Grupo usou mesmo método no Jardim Anália Franco, em SP

Eles tentaram aplicar ogolpe na zona leste com papéis inexistentes evenderam terras para americanos por R$ 1 mi

O Estado de S.Paulo

28 Junho 2015 | 02h31

Em 2008, Francisco Fagundes de Lima entrou na Justiça alegando ser proprietário de um terreno, onde seria construído um grande empreendimento imobiliário. Mas, dessa vez, a ação, repetida várias vezes em Santana de Parnaíba, aconteceu no Jardim Anália Franco, na zona leste de São Paulo. A vítima foi a Anália Franco Comércio e Desenvolvimento Imobiliário.

No processo consta que Lima apresentou um contrato de compra e venda do terreno assinado em 10 de janeiro de 1979 que lhe garantia a posse da área. Ele alegou que já havia construído casas e alugado para outras pessoas quando a propriedade foi invadida. E ainda pediu atendimento jurídico gratuito com um atestado de pobreza. O pedido foi negado. A área ficou conhecida na região por diversos conflitos, invasões e até um homicídio por causa da discussão sobre a posse da terra.

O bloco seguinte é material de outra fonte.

#![forbid(unsafe_code)]

//! Errors raised while binding the engine to a browser document.

use modalkit_core::ConfigError;
use thiserror::Error;
use wasm_bindgen::JsValue;

/// Failure to attach a [`crate::ModalBinding`].
///
/// Once attached, nothing the binding does can fail; these only surface
/// from [`crate::ModalBinding::attach`] and
/// [`crate::ModalBinding::attach_to`].
#[derive(Debug, Clone, PartialEq, Eq, Error)]
pub enum BindError {
    /// No global `window` (not running in a browser main thread).
    #[error("no global window is available")]
    NoWindow,
    /// The window has no document.
    #[error("window has no document")]
    NoDocument,
    /// The document rejected an `addEventListener` call.
    #[error("failed to register `{event}` listener: {message}")]
    Listener {
        event: &'static str,
        message: String,
    },
    /// The supplied configuration is invalid.
    #[error(transparent)]
    Config(#[from] ConfigError),
}

impl BindError {
    pub(crate) fn listener(event: &'static str, err: &JsValue) -> Self {
        Self::Listener {
            event,
            message: describe(err),
        }
    }
}

/// Best-effort text for a thrown JS value.
pub(crate) fn describe(err: &JsValue) -> String {
    err.as_string()
        .or_else(|| {
            js_sys::Reflect::get(err, &JsValue::from_str("message"))
                .ok()
                .and_then(|m| m.as_string())
        })
        .unwrap_or_else(|| format!("{err:?}"))
}
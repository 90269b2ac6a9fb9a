use std::fmt::Display;
use std::future::Future;
use std::time::Duration;

use reqwest::StatusCode;
use thiserror::Error;
use tracing::{info_span, warn, Instrument};

#[derive(Debug, Clone, Copy, PartialEq, Eq)]
pub enum RetryDisposition {
    Retryable,
    NonRetryable,
}

pub fn classify_status(status: StatusCode) -> RetryDisposition {
    if status.is_server_error() || status == StatusCode::TOO_MANY_REQUESTS {
        RetryDisposition::Retryable
    } else {
        RetryDisposition::NonRetryable
    }
}

pub fn classify_reqwest_error(err: &reqwest::Error) -> RetryDisposition {
    if err.is_timeout() || err.is_connect() || err.is_request() {
        RetryDisposition::Retryable
    } else {
        RetryDisposition::NonRetryable
    }
}

#[derive(Debug, Clone, Copy, PartialEq, Eq)]
pub struct BackoffPolicy {
    pub max_retries: usize,
    pub base_delay: Duration,
    pub max_delay: Duration,
}

impl Default for BackoffPolicy {
    fn default() -> Self {
        Self {
            max_retries: 3,
            base_delay: Duration::from_millis(250),
            max_delay: Duration::from_secs(5),
        }
    }
}

impl BackoffPolicy {
    /// Constant delay between a fixed number of attempts.
    pub fn fixed(attempts: usize, delay: Duration) -> Self {
        Self {
            max_retries: attempts.saturating_sub(1),
            base_delay: delay,
            max_delay: delay,
        }
    }

    pub fn max_attempts(&self) -> usize {
        self.max_retries + 1
    }

    pub fn delay_for_attempt(&self, attempt_index: usize) -> Duration {
        let factor = 1u32.checked_shl(attempt_index as u32).unwrap_or(u32::MAX);
        let delay = self.base_delay.saturating_mul(factor);
        delay.min(self.max_delay)
    }
}

/// Runs `op` until it succeeds, returns a non-retryable error, or the policy is exhausted.
pub async fn retry_with_backoff<T, E, F, Fut, C>(
    policy: &BackoffPolicy,
    label: &str,
    mut op: F,
    classify: C,
) -> Result<T, E>
where
    F: FnMut(usize) -> Fut,
    Fut: Future<Output = Result<T, E>>,
    C: Fn(&E) -> RetryDisposition,
    E: Display,
{
    let mut attempt = 0usize;
    loop {
        match op(attempt).await {
            Ok(value) => return Ok(value),
            Err(err) => {
                let retryable = classify(&err) == RetryDisposition::Retryable;
                if !retryable || attempt >= policy.max_retries {
                    return Err(err);
                }
                let delay = policy.delay_for_attempt(attempt);
                warn!(
                    label,
                    attempt = attempt + 1,
                    max_attempts = policy.max_attempts(),
                    delay_ms = delay.as_millis() as u64,
                    error = %err,
                    "attempt failed; retrying"
                );
                tokio::time::sleep(delay).await;
                attempt += 1;
            }
        }
    }
}

#[derive(Debug, Clone)]
pub struct HttpClientConfig {
    pub timeout: Duration,
    pub user_agent: Option<String>,
    pub backoff: BackoffPolicy,
}

impl Default for HttpClientConfig {
    fn default() -> Self {
        Self {
            timeout: Duration::from_secs(20),
            user_agent: None,
            backoff: BackoffPolicy::default(),
        }
    }
}

#[derive(Debug, Clone)]
pub struct FetchedResponse {
    pub status: StatusCode,
    pub final_url: String,
    pub body: String,
}

#[derive(Debug, Error)]
pub enum FetchError {
    #[error("building http client: {0}")]
    Client(#[source] reqwest::Error),
    #[error("request failed: {0}")]
    Request(#[from] reqwest::Error),
    #[error("http status {status} for {url}")]
    HttpStatus { status: u16, url: String },
}

impl FetchError {
    pub fn disposition(&self) -> RetryDisposition {
        match self {
            FetchError::Client(_) => RetryDisposition::NonRetryable,
            FetchError::Request(err) => classify_reqwest_error(err),
            FetchError::HttpStatus { status, .. } => StatusCode::from_u16(*status)
                .map(classify_status)
                .unwrap_or(RetryDisposition::NonRetryable),
        }
    }
}

/// Sequential page fetcher with retry on transient failures.
#[derive(Debug, Clone)]
pub struct HttpFetcher {
    client: reqwest::Client,
    backoff: BackoffPolicy,
}

impl HttpFetcher {
    pub fn new(config: HttpClientConfig) -> Result<Self, FetchError> {
        let mut builder = reqwest::Client::builder()
            .gzip(true)
            .brotli(true)
            .timeout(config.timeout);

        if let Some(user_agent) = &config.user_agent {
            builder = builder.user_agent(user_agent.clone());
        }

        let client = builder.build().map_err(FetchError::Client)?;
        Ok(Self {
            client,
            backoff: config.backoff,
        })
    }

    pub async fn fetch_text(&self, source_id: &str, url: &str) -> Result<FetchedResponse, FetchError> {
        let span = info_span!("http_fetch", source_id, url);
        retry_with_backoff(
            &self.backoff,
            "http_fetch",
            |_| self.fetch_once(url),
            FetchError::disposition,
        )
        .instrument(span)
        .await
    }

    async fn fetch_once(&self, url: &str) -> Result<FetchedResponse, FetchError> {
        let resp = self.client.get(url).send().await?;
        let status = resp.status();
        let final_url = resp.url().to_string();
        if !status.is_success() {
            return Err(FetchError::HttpStatus {
                status: status.as_u16(),
                url: final_url,
            });
        }
        let body = resp.text().await?;
        Ok(FetchedResponse {
            status,
            final_url,
            body,
        })
    }
}

#[cfg(test)]
mod tests {
    use super::*;
    use std::sync::atomic::{AtomicUsize, Ordering};

    #[test]
    fn backoff_logic_is_exponential_and_capped() {
        let policy = BackoffPolicy {
            max_retries: 5,
            base_delay: Duration::from_millis(100),
            max_delay: Duration::from_millis(350),
        };

        assert_eq!(policy.delay_for_attempt(0), Duration::from_millis(100));
        assert_eq!(policy.delay_for_attempt(1), Duration::from_millis(200));
        assert_eq!(policy.delay_for_attempt(2), Duration::from_millis(350));
        assert_eq!(policy.delay_for_attempt(5), Duration::from_millis(350));
    }

    #[test]
    fn fixed_policy_keeps_constant_delay() {
        let policy = BackoffPolicy::fixed(3, Duration::from_secs(5));
        assert_eq!(policy.max_attempts(), 3);
        assert_eq!(policy.delay_for_attempt(0), Duration::from_secs(5));
        assert_eq!(policy.delay_for_attempt(1), Duration::from_secs(5));
    }

    #[test]
    fn status_classification() {
        assert_eq!(classify_status(StatusCode::BAD_GATEWAY), RetryDisposition::Retryable);
        assert_eq!(classify_status(StatusCode::TOO_MANY_REQUESTS), RetryDisposition::Retryable);
        assert_eq!(classify_status(StatusCode::NOT_FOUND), RetryDisposition::NonRetryable);
    }

    #[tokio::test]
    async fn retry_stops_after_max_attempts() {
        let calls = AtomicUsize::new(0);
        let policy = BackoffPolicy::fixed(3, Duration::from_millis(1));
        let result: Result<(), String> = retry_with_backoff(
            &policy,
            "test",
            |_| {
                calls.fetch_add(1, Ordering::SeqCst);
                async { Err("boom".to_string()) }
            },
            |_| RetryDisposition::Retryable,
        )
        .await;
        assert!(result.is_err());
        assert_eq!(calls.load(Ordering::SeqCst), 3);
    }

    #[tokio::test]
    async fn retry_gives_up_immediately_on_non_retryable() {
        let calls = AtomicUsize::new(0);
        let policy = BackoffPolicy::fixed(3, Duration::from_millis(1));
        let result: Result<(), String> = retry_with_backoff(
            &policy,
            "test",
            |_| {
                calls.fetch_add(1, Ordering::SeqCst);
                async { Err("bad request".to_string()) }
            },
            |_| RetryDisposition::NonRetryable,
        )
        .await;
        assert!(result.is_err());
        assert_eq!(calls.load(Ordering::SeqCst), 1);
    }

    #[tokio::test]
    async fn retry_returns_first_success() {
        let policy = BackoffPolicy::fixed(3, Duration::from_millis(1));
        let result: Result<usize, String> = retry_with_backoff(
            &policy,
            "test",
            |attempt| async move {
                if attempt < 1 {
                    Err("transient".to_string())
                } else {
                    Ok(attempt)
                }
            },
            |_| RetryDisposition::Retryable,
        )
        .await;
        assert_eq!(result, Ok(1));
    }
}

"O que aconteceu aí foi uma ação típica de grilagem de terras", disse o advogado José Custódio Filho, que defendeu a construtora. Segundo ele, durante o processo, o cartório onde Lima alegou ter feito o registro informou que não reconhecia as assinaturas no contrato de compra e venda, ou seja, o documento era falso. Em março de 2012, o juiz Rafael Henrique Janela Tamai Rocha, da 39.ª Vara Cível, julgou a ação de Lima improcedente.

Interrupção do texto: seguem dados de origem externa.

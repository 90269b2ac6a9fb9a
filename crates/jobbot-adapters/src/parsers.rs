use std::collections::HashSet;

use jobbot_core::RawListing;
use scraper::{ElementRef, Html, Selector};
use tracing::debug;
use url::Url;

use crate::{AdapterError, FetchedPage};

pub trait ListingParser: Send + Sync {
    fn source_id(&self) -> &'static str;

    fn parse_listing(&self, page: &FetchedPage) -> Result<Vec<RawListing>, AdapterError>;
}

/// Selector layout of a board that renders one posting per card.
#[derive(Debug, Clone, Copy)]
struct CardLayout {
    card: &'static str,
    title: &'static [&'static str],
    company: &'static [&'static str],
    location: &'static [&'static str],
    link: &'static str,
    card_id_attrs: &'static [&'static str],
    link_id_attr: Option<&'static str>,
}

#[derive(Debug, Clone, Copy)]
struct CardParser {
    source_id: &'static str,
    base_url: &'static str,
    layout: CardLayout,
}

#[derive(Debug, Clone, Copy)]
struct WellfoundParser {
    base_url: &'static str,
}

pub fn linkedin_parser() -> impl ListingParser {
    CardParser {
        source_id: "linkedin",
        base_url: "https://www.linkedin.com",
        layout: CardLayout {
            card: "li.jobs-search-results__list-item",
            title: &["span.sr-only", "span.screen-reader-text", "h3.base-search-card__title"],
            company: &["a.hidden-nested-link", "h4.base-search-card__subtitle"],
            location: &["span.job-search-card__location"],
            link: "a[href]",
            card_id_attrs: &["data-job-id", "data-occludable-job-id"],
            link_id_attr: None,
        },
    }
}

pub fn indeed_parser() -> impl ListingParser {
    CardParser {
        source_id: "indeed",
        base_url: "https://www.indeed.com",
        layout: CardLayout {
            card: "div.job_seen_beacon",
            title: &["h2.jobTitle span[title]", "h2.jobTitle"],
            company: &["[data-testid='company-name']", "span.companyName"],
            location: &["[data-testid='text-location']", "div.companyLocation"],
            link: "a.jcs-JobTitle[href]",
            card_id_attrs: &[],
            link_id_attr: Some("data-jk"),
        },
    }
}

pub fn wellfound_parser() -> impl ListingParser {
    WellfoundParser {
        base_url: "https://wellfound.com",
    }
}

pub fn parser_for_source(source_id: &str) -> Option<Box<dyn ListingParser>> {
    match source_id {
        "linkedin" => Some(Box::new(linkedin_parser())),
        "indeed" => Some(Box::new(indeed_parser())),
        "wellfound" => Some(Box::new(wellfound_parser())),
        _ => None,
    }
}

impl ListingParser for CardParser {
    fn source_id(&self) -> &'static str {
        self.source_id
    }

    fn parse_listing(&self, page: &FetchedPage) -> Result<Vec<RawListing>, AdapterError> {
        let document = Html::parse_document(&page.body);
        let card_sel = selector(self.layout.card)?;
        let link_sel = selector(self.layout.link)?;

        let mut seen_urls = HashSet::new();
        let mut out = Vec::new();
        for card in document.select(&card_sel) {
            let link = card.select(&link_sel).next();
            let url = link
                .and_then(|a| a.value().attr("href"))
                .and_then(|href| resolve_link(self.base_url, href));

            let native_id = self
                .layout
                .card_id_attrs
                .iter()
                .find_map(|attr| card.value().attr(attr))
                .or_else(|| {
                    self.layout
                        .link_id_attr
                        .and_then(|attr| link.and_then(|a| a.value().attr(attr)))
                })
                .and_then(|v| text_or_none(v.to_string()));

            if let Some(url) = &url {
                if !seen_urls.insert(url.clone()) {
                    continue;
                }
            }

            out.push(RawListing {
                source_id: self.source_id.to_string(),
                native_id,
                title: first_text(card, self.layout.title)?,
                company: first_text(card, self.layout.company)?,
                location: first_text(card, self.layout.location)?,
                url,
            });
        }

        debug!(source_id = self.source_id, listings = out.len(), "parsed listing page");
        Ok(out)
    }
}

impl ListingParser for WellfoundParser {
    fn source_id(&self) -> &'static str {
        "wellfound"
    }

    fn parse_listing(&self, page: &FetchedPage) -> Result<Vec<RawListing>, AdapterError> {
        let document = Html::parse_document(&page.body);
        let card_sel = selector("div[data-test='StartupResult']")?;
        let job_sel = selector("a[href*='/jobs/']")?;

        let mut seen_urls = HashSet::new();
        let mut out = Vec::new();
        for card in document.select(&card_sel) {
            let company = first_text(card, &["h2", "a[href*='/company/']"])?;
            let location = first_text(card, &["span[data-test='JobLocation']"])?;
            for job in card.select(&job_sel) {
                let Some(url) = job
                    .value()
                    .attr("href")
                    .and_then(|href| resolve_link(self.base_url, href))
                else {
                    continue;
                };
                if !seen_urls.insert(url.clone()) {
                    continue;
                }
                out.push(RawListing {
                    source_id: "wellfound".to_string(),
                    native_id: None,
                    title: text_or_none(job.text().collect::<String>()),
                    company: company.clone(),
                    location: location.clone(),
                    url: Some(url),
                });
            }
        }

        debug!(source_id = "wellfound", listings = out.len(), "parsed listing page");
        Ok(out)
    }
}

fn selector(css: &str) -> Result<Selector, AdapterError> {
    Selector::parse(css).map_err(|e| AdapterError::Selector {
        selector: css.to_string(),
        reason: e.to_string(),
    })
}

fn text_or_none(value: String) -> Option<String> {
    let trimmed = value.split_whitespace().collect::<Vec<_>>().join(" ");
    if trimmed.is_empty() {
        None
    } else {
        Some(trimmed)
    }
}

fn first_text(scope: ElementRef<'_>, selectors: &[&str]) -> Result<Option<String>, AdapterError> {
    for css in selectors {
        let sel = selector(css)?;
        if let Some(text) = scope
            .select(&sel)
            .next()
            .and_then(|n| text_or_none(n.text().collect::<String>()))
        {
            return Ok(Some(text));
        }
    }
    Ok(None)
}

fn resolve_link(base_url: &str, href: &str) -> Option<String> {
    let href = href.trim();
    if href.is_empty() || href.starts_with('#') || href.starts_with("javascript:") {
        return None;
    }
    let base = Url::parse(base_url).ok()?;
    base.join(href).ok().map(|u| u.to_string())
}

No mesmo ano, outro golpe. Dessa vez, a Belomar Incorporadora e Imobiliária e a Andras Associates, com sede em Albany, no Estado de Nova York, compraram parte da área do Sítio Barreiro, em Santana de Parnaíba. No processo, as empresas pagaram R$ 700 mil de sinal e mais uma parcela de R$ 350 mil para o grupo representado por Clóvis Espirito Santo da Silva que, segundo documentos apresentados, adquiriu as terras de Francisco Fagundes de Lima.

Porém, uma perícia no contrato e no terreno concluiu que aqueles documentos não tinham valor e que o contrato firmado entre as empresas com os golpistas "simplesmente não existia". As empresas estão processando a quadrilha.

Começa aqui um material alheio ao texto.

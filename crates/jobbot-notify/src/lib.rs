//! Outbound notifications: run summaries to the applicant and failure alerts
//! to the operator. Delivery problems are logged and reported back; they never
//! abort a run.

use std::time::Duration;

use async_trait::async_trait;
use jobbot_storage::{classify_reqwest_error, classify_status, retry_with_backoff, BackoffPolicy, RetryDisposition};
use reqwest::StatusCode;
use serde::Serialize;
use thiserror::Error;
use tracing::{info, warn};

pub const CRATE_NAME: &str = "jobbot-notify";

const POSTMARK_URL: &str = "https://api.postmarkapp.com/email";

#[derive(Debug, Clone, PartialEq, Eq)]
pub struct Notification {
    pub subject: String,
    pub body: String,
}

impl Notification {
    pub fn new(subject: impl Into<String>, body: impl Into<String>) -> Self {
        Self {
            subject: subject.into(),
            body: body.into(),
        }
    }
}

#[derive(Debug, Error)]
pub enum NotifyError {
    #[error("building http client: {0}")]
    Client(#[source] reqwest::Error),
    #[error("delivery failed: {0}")]
    Transport(#[from] reqwest::Error),
    #[error("{channel} rejected message ({status}): {body}")]
    Rejected {
        channel: &'static str,
        status: u16,
        body: String,
    },
}

impl NotifyError {
    pub fn disposition(&self) -> RetryDisposition {
        match self {
            NotifyError::Client(_) => RetryDisposition::NonRetryable,
            NotifyError::Transport(err) => classify_reqwest_error(err),
            NotifyError::Rejected { status, .. } => StatusCode::from_u16(*status)
                .map(classify_status)
                .unwrap_or(RetryDisposition::NonRetryable),
        }
    }
}

#[async_trait]
pub trait Notifier: Send + Sync {
    fn channel(&self) -> &'static str;

    async fn send(&self, notification: &Notification) -> Result<(), NotifyError>;
}

#[derive(Debug, Clone, Serialize)]
#[serde(rename_all = "PascalCase")]
struct PostmarkEmail<'a> {
    from: &'a str,
    to: &'a str,
    subject: &'a str,
    text_body: &'a str,
}

/// Sends plain-text email through the Postmark HTTP API.
#[derive(Clone)]
pub struct EmailNotifier {
    http: reqwest::Client,
    server_token: String,
    from: String,
    to: String,
}

impl std::fmt::Debug for EmailNotifier {
    fn fmt(&self, f: &mut std::fmt::Formatter<'_>) -> std::fmt::Result {
        f.debug_struct("EmailNotifier")
            .field("from", &self.from)
            .field("to", &self.to)
            .finish_non_exhaustive()
    }
}

impl EmailNotifier {
    pub fn new(
        server_token: impl Into<String>,
        from: impl Into<String>,
        to: impl Into<String>,
        timeout: Duration,
    ) -> Result<Self, NotifyError> {
        let http = reqwest::Client::builder()
            .timeout(timeout)
            .build()
            .map_err(NotifyError::Client)?;
        Ok(Self {
            http,
            server_token: server_token.into(),
            from: from.into(),
            to: to.into(),
        })
    }
}

#[async_trait]
impl Notifier for EmailNotifier {
    fn channel(&self) -> &'static str {
        "email"
    }

    async fn send(&self, notification: &Notification) -> Result<(), NotifyError> {
        let payload = PostmarkEmail {
            from: &self.from,
            to: &self.to,
            subject: &notification.subject,
            text_body: &notification.body,
        };
        let response = self
            .http
            .post(POSTMARK_URL)
            .header("Accept", "application/json")
            .header("X-Postmark-Server-Token", &self.server_token)
            .json(&payload)
            .send()
            .await?;
        check_response(self.channel(), response).await
    }
}

/// Posts `{"text": ...}` to a Slack incoming webhook.
#[derive(Clone)]
pub struct SlackNotifier {
    http: reqwest::Client,
    webhook_url: String,
}

impl std::fmt::Debug for SlackNotifier {
    fn fmt(&self, f: &mut std::fmt::Formatter<'_>) -> std::fmt::Result {
        f.debug_struct("SlackNotifier").finish_non_exhaustive()
    }
}

impl SlackNotifier {
    pub fn new(webhook_url: impl Into<String>, timeout: Duration) -> Result<Self, NotifyError> {
        let http = reqwest::Client::builder()
            .timeout(timeout)
            .build()
            .map_err(NotifyError::Client)?;
        Ok(Self {
            http,
            webhook_url: webhook_url.into(),
        })
    }
}

#[async_trait]
impl Notifier for SlackNotifier {
    fn channel(&self) -> &'static str {
        "slack"
    }

    async fn send(&self, notification: &Notification) -> Result<(), NotifyError> {
        let text = format!("*{}*\n{}", notification.subject, notification.body);
        let response = self
            .http
            .post(&self.webhook_url)
            .json(&serde_json::json!({ "text": text }))
            .send()
            .await?;
        check_response(self.channel(), response).await
    }
}

async fn check_response(channel: &'static str, response: reqwest::Response) -> Result<(), NotifyError> {
    let status = response.status();
    if status.is_success() {
        return Ok(());
    }
    let body = response.text().await.unwrap_or_default();
    Err(NotifyError::Rejected {
        channel,
        status: status.as_u16(),
        body,
    })
}

/// Channel credentials. A channel with missing settings is left out.
#[derive(Debug, Clone)]
pub struct NotifyConfig {
    pub postmark_token: Option<String>,
    pub email_from: Option<String>,
    pub email_to: Option<String>,
    pub admin_email: Option<String>,
    pub slack_webhook_url: Option<String>,
    pub timeout: Duration,
}

impl Default for NotifyConfig {
    fn default() -> Self {
        Self {
            postmark_token: None,
            email_from: None,
            email_to: None,
            admin_email: None,
            slack_webhook_url: None,
            timeout: Duration::from_secs(15),
        }
    }
}

fn present(value: &Option<String>) -> Option<&str> {
    value.as_deref().map(str::trim).filter(|v| !v.is_empty())
}

impl NotifyConfig {
    /// Channels for the per-run summary.
    pub fn summary_notifiers(&self) -> Result<Vec<Box<dyn Notifier>>, NotifyError> {
        let mut out: Vec<Box<dyn Notifier>> = Vec::new();
        if let Some(email) = self.email_to(present(&self.email_to))? {
            out.push(Box::new(email));
        }
        if let Some(url) = present(&self.slack_webhook_url) {
            out.push(Box::new(SlackNotifier::new(url, self.timeout)?));
        }
        Ok(out)
    }

    /// Channels for operator alerts. Email goes to the admin address.
    pub fn alert_notifiers(&self) -> Result<Vec<Box<dyn Notifier>>, NotifyError> {
        let mut out: Vec<Box<dyn Notifier>> = Vec::new();
        if let Some(email) = self.email_to(present(&self.admin_email))? {
            out.push(Box::new(email));
        }
        if let Some(url) = present(&self.slack_webhook_url) {
            out.push(Box::new(SlackNotifier::new(url, self.timeout)?));
        }
        Ok(out)
    }

    fn email_to(&self, to: Option<&str>) -> Result<Option<EmailNotifier>, NotifyError> {
        match (present(&self.postmark_token), present(&self.email_from), to) {
            (Some(token), Some(from), Some(to)) => {
                Ok(Some(EmailNotifier::new(token, from, to, self.timeout)?))
            }
            _ => Ok(None),
        }
    }
}

/// What happened to one notification across all channels.
#[derive(Debug, Clone, Default, PartialEq, Eq)]
pub struct DeliveryReport {
    pub delivered: Vec<&'static str>,
    pub failed: Vec<(&'static str, String)>,
}

impl DeliveryReport {
    pub fn all_delivered(&self) -> bool {
        self.failed.is_empty()
    }
}

/// Sends to every channel, retrying transient failures per `policy`.
pub async fn deliver_with_retry(
    notifiers: &[Box<dyn Notifier>],
    notification: &Notification,
    policy: &BackoffPolicy,
) -> DeliveryReport {
    let mut report = DeliveryReport::default();
    for notifier in notifiers {
        let channel = notifier.channel();
        let result = retry_with_backoff(
            policy,
            channel,
            |_| notifier.send(notification),
            NotifyError::disposition,
        )
        .await;
        match result {
            Ok(()) => {
                info!(channel, subject = %notification.subject, "notification delivered");
                report.delivered.push(channel);
            }
            Err(err) => {
                warn!(channel, error = %err, "notification not delivered");
                report.failed.push((channel, err.to_string()));
            }
        }
    }
    report
}

/// Three attempts five seconds apart.
pub fn default_delivery_policy() -> BackoffPolicy {
    BackoffPolicy::fixed(3, Duration::from_secs(5))
}

#[cfg(test)]
mod tests {
    use super::*;
    use std::sync::atomic::{AtomicUsize, Ordering};
    use std::sync::Arc;

    struct FlakyNotifier {
        calls: Arc<AtomicUsize>,
        failures_before_success: usize,
        status: u16,
    }

    #[async_trait]
    impl Notifier for FlakyNotifier {
        fn channel(&self) -> &'static str {
            "flaky"
        }

        async fn send(&self, _notification: &Notification) -> Result<(), NotifyError> {
            let n = self.calls.fetch_add(1, Ordering::SeqCst);
            if n < self.failures_before_success {
                Err(NotifyError::Rejected {
                    channel: "flaky",
                    status: self.status,
                    body: "nope".into(),
                })
            } else {
                Ok(())
            }
        }
    }

    fn flaky(failures: usize, status: u16) -> (Arc<AtomicUsize>, Vec<Box<dyn Notifier>>) {
        let calls = Arc::new(AtomicUsize::new(0));
        let notifier = FlakyNotifier {
            calls: calls.clone(),
            failures_before_success: failures,
            status,
        };
        (calls, vec![Box::new(notifier)])
    }

    fn fast_policy() -> BackoffPolicy {
        BackoffPolicy::fixed(3, Duration::from_millis(1))
    }

    #[tokio::test]
    async fn transient_failure_is_retried_until_delivered() {
        let (calls, notifiers) = flaky(2, 503);
        let report = deliver_with_retry(&notifiers, &Notification::new("s", "b"), &fast_policy()).await;
        assert!(report.all_delivered());
        assert_eq!(calls.load(Ordering::SeqCst), 3);
    }

    #[tokio::test]
    async fn exhausted_retries_are_reported_not_raised() {
        let (calls, notifiers) = flaky(10, 500);
        let report = deliver_with_retry(&notifiers, &Notification::new("s", "b"), &fast_policy()).await;
        assert_eq!(report.failed.len(), 1);
        assert_eq!(report.failed[0].0, "flaky");
        assert_eq!(calls.load(Ordering::SeqCst), 3);
    }

    #[tokio::test]
    async fn client_errors_are_not_retried() {
        let (calls, notifiers) = flaky(10, 401);
        let report = deliver_with_retry(&notifiers, &Notification::new("s", "b"), &fast_policy()).await;
        assert!(!report.all_delivered());
        assert_eq!(calls.load(Ordering::SeqCst), 1);
    }

    #[test]
    fn channels_need_complete_settings() {
        let config = NotifyConfig {
            postmark_token: Some("token".into()),
            email_from: Some("bot@example.test".into()),
            email_to: Some("  ".into()),
            admin_email: Some("ops@example.test".into()),
            slack_webhook_url: None,
            timeout: Duration::from_secs(5),
        };
        assert!(config.summary_notifiers().unwrap().is_empty());

        let alerts = config.alert_notifiers().unwrap();
        assert_eq!(alerts.len(), 1);
        assert_eq!(alerts[0].channel(), "email");

        let with_slack = NotifyConfig {
            slack_webhook_url: Some("https://hooks.slack.test/T/B/X".into()),
            ..config
        };
        let channels: Vec<_> = with_slack
            .summary_notifiers()
            .unwrap()
            .iter()
            .map(|n| n.channel())
            .collect();
        assert_eq!(channels, vec!["slack"]);
    }

    #[test]
    fn default_policy_is_three_attempts_five_seconds_apart() {
        let policy = default_delivery_policy();
        assert_eq!(policy.max_attempts(), 3);
        assert_eq!(policy.delay_for_attempt(1), Duration::from_secs(5));
    }
}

Brigas. Antes de entrar na disputa judicial pelo terreno gigantesco de Santana de Parnaíba, Zezinho do Ouro se envolveu em diversas brigas, ameaças e agressões por causa de disputa de propriedades de imóveis. As vítimas vão desde integrantes da própria organização a donos de imóveis ou terrenos.

Somente entre 2005 e 2012, 18 boletins de ocorrência foram registrados em delegacias de São Paulo e região metropolitana. Em 2011, segundo a Polícia Civil, ameaçou a família de um dos integrantes do grupo para que ele transferisse um imóvel para o seu nome. Por duas vezes, teria ameaçado de morte pessoas em disputas por posse de terras em São Paulo. Acabou indiciado por ameaça. / A.H.